Concerning the safety, the results of our study indicate that the frequency and severity of adverse events after receiving a booster dose of COVID-19 vaccine is neither higher nor different from the adverse events that occurred during the primary vaccination. In our cohort, female gender and the homologous booster dose of the COVID-19 vaccine were predictors of more intense local adverse events, and previous COVID-19 infection and adverse events after the second dose of the COVID-19 vaccine were predictors of more intense systemic adverse events notified within 7 days. Older age and the Sinopharm BBIBP-CorV vaccine used as a third dose were predictors of less intense local adverse events within 7 days. Our results are consistent with the previous studies which examined the frequency of adverse reactions to combinations of different vaccine types. These studies have shown that the adverse reactions are more common after the Pfizer-BioNTech and AstraZeneca vaccine compared to inactivated vaccines and are generally mild to moderate in severity [
15,
18,
34]. It has also been noticed that the frequency of adverse events after the vaccine against COVID-19 is higher among convalescents [
34,
35]. Additionally, the occurrence of side effects is more common in those who experienced side effects when receiving the previous dose of the COVID-19 vaccine [
34,
35].
In our study, adverse events observed after receiving any of the three COVID-19 vaccines (Pfizer/BioNTech, Sputnik V and Sinopharm BBIBP-CorV) were mild to moderate. In general, the incidence and severity of adverse events after inactivated vaccines are the lowest compared to those that follow the administration of mRNA or vector vaccines [
34,
35]. Pain at the site of vaccine injection and fatigue were the most reported local and systemic adverse events for all COVID-19 vaccines [
17,
18,
31,
34]. The fever is more often reported after receiving the Sputnik V vaccine [
35]. In our study, it was noticed that the reactogenicity of the third dose did not differ significantly from the reactogenicity after the previous two doses, regardless of the type of vaccine applied, in accordance with the data from the literature [
17,
18,
22,
31].
Our study is the first one in Serbia which evaluated the immunogenicity and safety of administration of the booster dose and is one of the rare studies that assessed heterologous regimens that included the Pfizer/BioNTech, Sputnik V and Sinopharm BBIBP-CorV vaccines. However, this study has several limitations. It included a limited number of respondents due to the funding restraints.

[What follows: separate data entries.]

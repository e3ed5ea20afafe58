//! CFI ordering
//!
//! Orders CFI strings in reading order without a full grammar parse: the
//! numeric steps of the path (and of a range's start) are compared one by
//! one, indirections sort before element steps at the same depth, and
//! character offsets break ties. Strings without any recognizable step fall
//! back to plain string order.

use std::cmp::Ordering;

use super::types::Cfi;

#[derive(Debug, Clone, Copy, PartialEq, Eq)]
enum Token {
    Indirection,
    Step(u64),
    Offset(u64),
}

impl Ord for Token {
    fn cmp(&self, other: &Self) -> Ordering {
        use Token::*;
        match (self, other) {
            (Indirection, Indirection) => Ordering::Equal,
            (Indirection, _) => Ordering::Less,
            (_, Indirection) => Ordering::Greater,
            (Step(a), Step(b)) | (Offset(a), Offset(b)) => a.cmp(b),
            // A character offset locates a point before any child step
            (Offset(_), Step(_)) => Ordering::Less,
            (Step(_), Offset(_)) => Ordering::Greater,
        }
    }
}

impl PartialOrd for Token {
    fn partial_cmp(&self, other: &Self) -> Option<Ordering> {
        Some(self.cmp(other))
    }
}

/// Split a CFI into ordering tokens.
///
/// For a range CFI (`epubcfi(parent,start,end)`) only the parent and start
/// paths are considered.
fn tokenize(cfi: &str) -> Vec<Token> {
    let body = cfi
        .strip_prefix("epubcfi(")
        .and_then(|s| s.strip_suffix(')'))
        .unwrap_or(cfi);
    // parent,start[,end]
    let relevant: String = body.splitn(3, ',').take(2).collect::<Vec<_>>().join("");

    let mut tokens = Vec::new();
    let mut chars = relevant.chars().peekable();
    let mut bracket_depth = 0usize;

    while let Some(c) = chars.next() {
        match c {
            '[' => bracket_depth += 1,
            ']' => bracket_depth = bracket_depth.saturating_sub(1),
            _ if bracket_depth > 0 => {}
            '!' => tokens.push(Token::Indirection),
            '/' | ':' => {
                let mut digits = String::new();
                while let Some(d) = chars.peek().copied().filter(char::is_ascii_digit) {
                    digits.push(d);
                    chars.next();
                }
                if let Ok(n) = digits.parse() {
                    tokens.push(if c == '/' { Token::Step(n) } else { Token::Offset(n) });
                }
            }
            _ => {}
        }
    }

    tokens
}

/// Compare two CFI strings in reading order
pub fn compare_cfi_strings(a: &str, b: &str) -> Ordering {
    let ta = tokenize(a);
    let tb = tokenize(b);
    if ta.is_empty() || tb.is_empty() {
        return a.cmp(b);
    }

    for (x, y) in ta.iter().zip(tb.iter()) {
        let cmp = x.cmp(y);
        if cmp != Ordering::Equal {
            return cmp;
        }
    }

    // Deeper paths come after their ancestors
    ta.len().cmp(&tb.len()).then_with(|| a.cmp(b))
}

/// Compare two CFIs in reading order
pub fn compare(a: &Cfi, b: &Cfi) -> Ordering {
    compare_cfi_strings(a.as_str(), b.as_str())
}

/// Determine if CFI `a` comes before CFI `b` in reading order
pub fn is_before(a: &Cfi, b: &Cfi) -> bool {
    compare(a, b) == Ordering::Less
}

#[cfg(test)]
mod tests {
    use super::*;

    fn cfi(s: &str) -> Cfi {
        Cfi::new(s).unwrap()
    }

    #[test]
    fn test_ordering_same_chapter() {
        let a = cfi("epubcfi(/6/4!/4/2/1:10)");
        let b = cfi("epubcfi(/6/4!/4/2/1:20)");
        assert!(is_before(&a, &b));
        assert!(!is_before(&b, &a));
    }

    #[test]
    fn test_ordering_different_chapters() {
        assert_eq!(
            compare_cfi_strings("epubcfi(/6/4!/4/2)", "epubcfi(/6/6!/4/2)"),
            Ordering::Less
        );
    }

    #[test]
    fn test_ordering_numeric_not_lexical() {
        // "10" sorts before "4" lexically
        assert_eq!(
            compare_cfi_strings("epubcfi(/6/4!/4/2)", "epubcfi(/6/10!/4/2)"),
            Ordering::Less
        );
    }

    #[test]
    fn test_ordering_nested_depth() {
        assert_eq!(
            compare_cfi_strings("epubcfi(/6/4!/4/2)", "epubcfi(/6/4!/4/2/1)"),
            Ordering::Less
        );
    }

    #[test]
    fn test_id_assertions_ignored() {
        assert_eq!(
            compare_cfi_strings("epubcfi(/6/4[chap01]!/4/2)", "epubcfi(/6/4[x]!/4/4)"),
            Ordering::Less
        );
    }

    #[test]
    fn test_range_uses_start() {
        let a = "epubcfi(/6/4!/4/2,/1:5,/1:90)";
        let b = "epubcfi(/6/4!/4/2,/1:10,/1:12)";
        assert_eq!(compare_cfi_strings(a, b), Ordering::Less);
    }

    #[test]
    fn test_sort_cfis() {
        let mut cfis = vec![
            cfi("epubcfi(/6/8!/4/2/1:50)"),
            cfi("epubcfi(/6/4!/4/2/1:10)"),
            cfi("epubcfi(/6/6!/4/2/1:30)"),
            cfi("epubcfi(/6/4!/4/2/1:5)"),
        ];
        cfis.sort_by(compare);

        assert_eq!(cfis[0].as_str(), "epubcfi(/6/4!/4/2/1:5)");
        assert_eq!(cfis[1].as_str(), "epubcfi(/6/4!/4/2/1:10)");
        assert_eq!(cfis[2].as_str(), "epubcfi(/6/6!/4/2/1:30)");
        assert_eq!(cfis[3].as_str(), "epubcfi(/6/8!/4/2/1:50)");
    }

    #[test]
    fn test_opaque_strings_fall_back_to_string_order() {
        assert_eq!(compare_cfi_strings("epubcfi-42", "epubcfi-7"), Ordering::Less);
    }
}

Therefore, we did not manage to recruit enough subjects to have equal distribution between the groups. Moreover, limited quantities of the Sputnik V vaccine were available for booster administration during the study implementation resulting in a small number of subjects receiving that vaccine as a booster, despite the interest among the participants. As a result, we cannot draw any firm conclusions about the effects of the Sputnik V vaccines used as a booster. Thus, a larger sample size is needed to explore these, and other factors associated with immune response and adverse events following immunization. Despite its limitations, our study provided baseline data about the safety and immunogenicity of mix and match strategies of the COVID-19 booster immunization in Serbia.